Leadership and Control
In order to get something done you'll need a leader who's enabled to make final decisions. Nothing gets done quickly (if at all) by committee. You need someone who can step up and move things forward and not be afraid to step on a few toes along the way. If you're that person, make sure you can step in and take control if needed and if you don't have that person on your project -- get them ASAP.
It's also important to note that not only does the project leader (or dictator as we sometimes like to say) need to know he's in charge, so does everyone else. Sounds logical right? I sure think so...
If you've got multiple projects going at the same time you've got to prioritize or run the risk of not finishing any of them. One of the best ways to get something done is to focus on it. To do that you've got to be able to let something else slide a bit. Take the time to look at your workload as a whole and put what's important first.
Tackle The Small Stuff First
Speaking of first...I've found a good way to set yourself up for success with a project is to deal with the smaller bits first. Pay attention to details and don't let small tasks pile up. This will set you up to have the time and energy to be able to focus on larger tasks and inevitable problems that will pop up along the way. Don't get killed by minutiae.
I've found miscommunication to be perhaps the biggest risk to any project. If the people involved aren't talking then chances are the project will have problems. Potentially really big problems. Making sure that everyone involved is engaged and talking with each other will greatly increase your chances for success.
This doesn't mean spending all your time talking, there are times when you need to work.
Find Time To Work and Eliminate Distraction
To get something done you need to be able to work on it. By work I mean "work" -- not have meetings, not talk about working, etc. Set time aside to work on your projects and make sure you've taken measures to eliminate possible distractions. Turn off the phone, e-mail and IM. Close your door. Use a F.O.F.

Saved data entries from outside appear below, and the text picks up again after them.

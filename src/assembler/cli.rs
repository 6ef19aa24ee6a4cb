// SPDX-License-Identifier: GPL-3.0-or-later
// Copyright (C) 2026 Erik van der Tier

//! Command-line interface parsing and argument validation.

use std::path::PathBuf;

use clap::{ArgAction, Parser, ValueEnum};

use crate::core::error::{AsmError, AsmErrorKind};

pub const VERSION: &str = env!("CARGO_PKG_VERSION");

const LONG_ABOUT: &str = "Assembler for a register-based VM.

Compiles one assembly input into a binary bytecode module (.pfbm). The input
is a file path, or stdin when the path is '-' or omitted. The output path
defaults to the input base name with a .pfbm extension; stdin input needs an
explicit -o/--outfile unless --dump is given.";

#[derive(Parser, Debug)]
#[command(
    name = "protoforge",
    version = VERSION,
    about = "Register-VM assembler producing prototype-tree bytecode modules",
    long_about = LONG_ABOUT
)]
pub struct Cli {
    #[arg(
        value_name = "INPUT",
        long_help = "Input assembly file. '-' or omitted reads from stdin."
    )]
    pub input: Option<PathBuf>,
    #[arg(
        short = 'o',
        long = "outfile",
        value_name = "FILE",
        long_help = "Write the module to FILE instead of the derived default name."
    )]
    pub outfile: Option<PathBuf>,
    #[arg(
        long = "format",
        value_enum,
        default_value_t = OutputFormat::Text,
        long_help = "Select diagnostic output format. text renders source context with a caret; json emits one machine-readable object per diagnostic."
    )]
    pub format: OutputFormat,
    #[arg(
        long = "dump",
        action = ArgAction::SetTrue,
        long_help = "Print a JSON summary of the compiled module to stdout instead of writing a module file."
    )]
    pub dump: bool,
    #[arg(
        short = 'q',
        long = "quiet",
        action = ArgAction::SetTrue,
        long_help = "Suppress the success summary line. Errors are still reported."
    )]
    pub quiet: bool,
}

#[derive(Debug, Clone, Copy, PartialEq, Eq, Default, ValueEnum)]
pub enum OutputFormat {
    #[default]
    Text,
    Json,
}

/// Validated run configuration derived from raw arguments.
#[derive(Debug, Clone)]
pub struct CliConfig {
    /// Input path; `None` means stdin.
    pub input: Option<PathBuf>,
    /// Module output path; `None` only when `--dump` skips the write.
    pub output: Option<PathBuf>,
    pub format: OutputFormat,
    pub dump: bool,
    pub quiet: bool,
}

pub fn validate_cli(cli: &Cli) -> Result<CliConfig, AsmError> {
    let input = match &cli.input {
        Some(path) if path.as_os_str() != "-" => Some(path.clone()),
        _ => None,
    };

    let output = match (&cli.outfile, &input) {
        (Some(path), _) => Some(path.clone()),
        (None, Some(input)) => Some(input.with_extension("pfbm")),
        (None, None) => None,
    };

    if output.is_none() && !cli.dump {
        return Err(AsmError::new(
            AsmErrorKind::Cli,
            "stdin input requires -o/--outfile (or --dump)",
        ));
    }

    Ok(CliConfig {
        input,
        output,
        format: cli.format,
        dump: cli.dump,
        quiet: cli.quiet,
    })
}
// SPDX-License-Identifier: GPL-3.0-or-later
// Copyright (C) 2026 Erik van der Tier

//! Assembler pipeline: source text in, bytecode container out.
//!
//! `assemble` runs the batch pipeline once: tokenize, group into statements,
//! then compile the statement stream into the prototype tree with the
//! default instruction set. Compilation is single-threaded and
//! deterministic; the only early exit is the first error.

pub mod cli;
mod compiler;
mod emitter;
mod processors;
mod registry;
#[cfg(test)]
mod tests;

pub use compiler::{Compiler, ScopeContext, ROOT_PROTOTYPE_NAME};
pub use emitter::{CodeEmitter, EmitError, Label};
pub use processors::{default_processors, default_registry};
pub use registry::{Processor, ProcessorKind, RegistryError, StatementRegistry};

use crate::core::error::{AsmError, AsmErrorKind, AsmRunError, Diagnostic, Severity};
use crate::core::lexer;
use crate::core::statement::{self, StatementCursor};
use crate::vm::bytecode::Bytecode;
use crate::vm::module::encode_module;

/// Assemble one input into a bytecode container.
pub fn assemble(input_name: &str, source: &str) -> Result<Bytecode, AsmRunError> {
    let lex = lexer::tokenize(input_name, source)
        .map_err(|diag| AsmRunError::new(diag, source_lines(source)))?;

    let statements = statement::group(&lex.tokens)
        .map_err(|diag| AsmRunError::new(diag, lex.lines.clone()))?;

    let registry = default_registry().map_err(|err| {
        AsmRunError::new(
            internal_diagnostic(input_name, err.to_string()),
            lex.lines.clone(),
        )
    })?;

    let compiler = Compiler::new(&registry, input_name);
    compiler
        .compile(&mut StatementCursor::new(&statements))
        .map_err(|diag| AsmRunError::new(diag, lex.lines.clone()))
}

/// Assemble one input straight to serialized module bytes.
pub fn assemble_to_module(input_name: &str, source: &str) -> Result<Vec<u8>, AsmRunError> {
    let bytecode = assemble(input_name, source)?;
    encode_module(&bytecode).map_err(|err| {
        AsmRunError::new(
            Diagnostic::new(
                0,
                Severity::Error,
                AsmError::new(AsmErrorKind::Codec, err.to_string()),
            )
            .with_file(Some(input_name.to_string())),
            source_lines(source),
        )
    })
}

fn internal_diagnostic(input_name: &str, message: String) -> Diagnostic {
    Diagnostic::new(
        0,
        Severity::Error,
        AsmError::new(AsmErrorKind::Internal, message),
    )
    .with_file(Some(input_name.to_string()))
}

fn source_lines(source: &str) -> Vec<String> {
    source.lines().map(str::to_string).collect()
}
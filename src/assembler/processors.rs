// SPDX-License-Identifier: GPL-3.0-or-later
// Copyright (C) 2026 Erik van der Tier

//! The default instruction set, built as a plain value and installed into a
//! fresh registry per compilation. Each base mnemonic registers eight
//! variants: unsuffixed plus one per condition suffix, with `.al` equal to
//! the unsuffixed form.

use crate::assembler::registry::{Processor, ProcessorKind, RegistryError, StatementRegistry};
use crate::vm::isa::{Cond, Opcode, CONDITIONS};

fn base_set() -> [(&'static str, ProcessorKind); 12] {
    [
        // Pseudo instruction: encodes as LOAD_INTEGER, LOAD_CONSTANT, or a
        // prototype load depending on its second operand.
        ("ldr", ProcessorKind::Load),
        ("nop", ProcessorKind::NoOperand(Opcode::Nop)),
        ("ret", ProcessorKind::NoOperand(Opcode::Ret)),
        ("b", ProcessorKind::OneLabel),
        ("mov", ProcessorKind::TwoRegister(Opcode::Mov)),
        ("cmp", ProcessorKind::TwoRegister(Opcode::Cmp)),
        ("add", ProcessorKind::ThreeRegister(Opcode::Add)),
        ("sub", ProcessorKind::ThreeRegister(Opcode::Sub)),
        ("mul", ProcessorKind::ThreeRegister(Opcode::Mul)),
        ("div", ProcessorKind::ThreeRegister(Opcode::Div)),
        ("mod", ProcessorKind::ThreeRegister(Opcode::Mod)),
        ("pow", ProcessorKind::ThreeRegister(Opcode::Pow)),
    ]
}

/// The default processor table as an explicit value: every base mnemonic
/// times every condition variant.
pub fn default_processors() -> Vec<(String, Processor)> {
    let mut out = Vec::new();
    for (name, kind) in base_set() {
        out.push((
            name.to_string(),
            Processor {
                cond: Cond::Always,
                kind,
            },
        ));
        for cond in CONDITIONS {
            out.push((format!("{name}.{}", cond.suffix()), Processor { cond, kind }));
        }
    }
    out
}

/// A fresh registry with the default set installed.
pub fn default_registry() -> Result<StatementRegistry, RegistryError> {
    let mut registry = StatementRegistry::new();
    for (name, processor) in default_processors() {
        registry.register(&name, processor)?;
    }
    Ok(registry)
}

I've found that making some progress on every project I've got active every week is a good habit that'll help get you get finished with things. Do something, no matter how small, at least once a week to keep the project progressing forward. You'll find that if you let something sit it can be hard to pick back up again.
Don't Get Hung Up On Mistakes
You're going to screw up somewhere along the way. Acknowledge your mistakes, do what you can to fix them and move on. Do not get caught up in the blame game or spend any time on excuses. "No one ever excused their way to success," as I'm fond of saying. It's ok to fail, just be honest, do what you need to do to move on and get on with it.
It's harder than it sounds, trust me, but it's extreemly important you learn how to handle mistakes regardless of fault, etc. How you deal with problems and failure can have a huge impact on the success of all your projects.
Perfect Is The Enemy of The Done
Do your best but don't let a drive for perfection stall your progress. Accept before you begin that chances are you'll need to compromise at some point and just do the best you can given any constraints you've got. Nothing is perfect and "great" is well....great!
Know When To Quit
Sometimes you'll start a project with the best of intentions and it'll go south on you. You've got to know when to let go and give up. As you progress through a project you should check yourself and your progress to make sure it's still doable, etc. Don't be afraid to give up on something that's no longer worth the effort.
If starting something is hard, then actually finishing it is REALLY hard. Hopefully these tips will help you get your projects finished. I'd love to hear other tips if you've got 'em.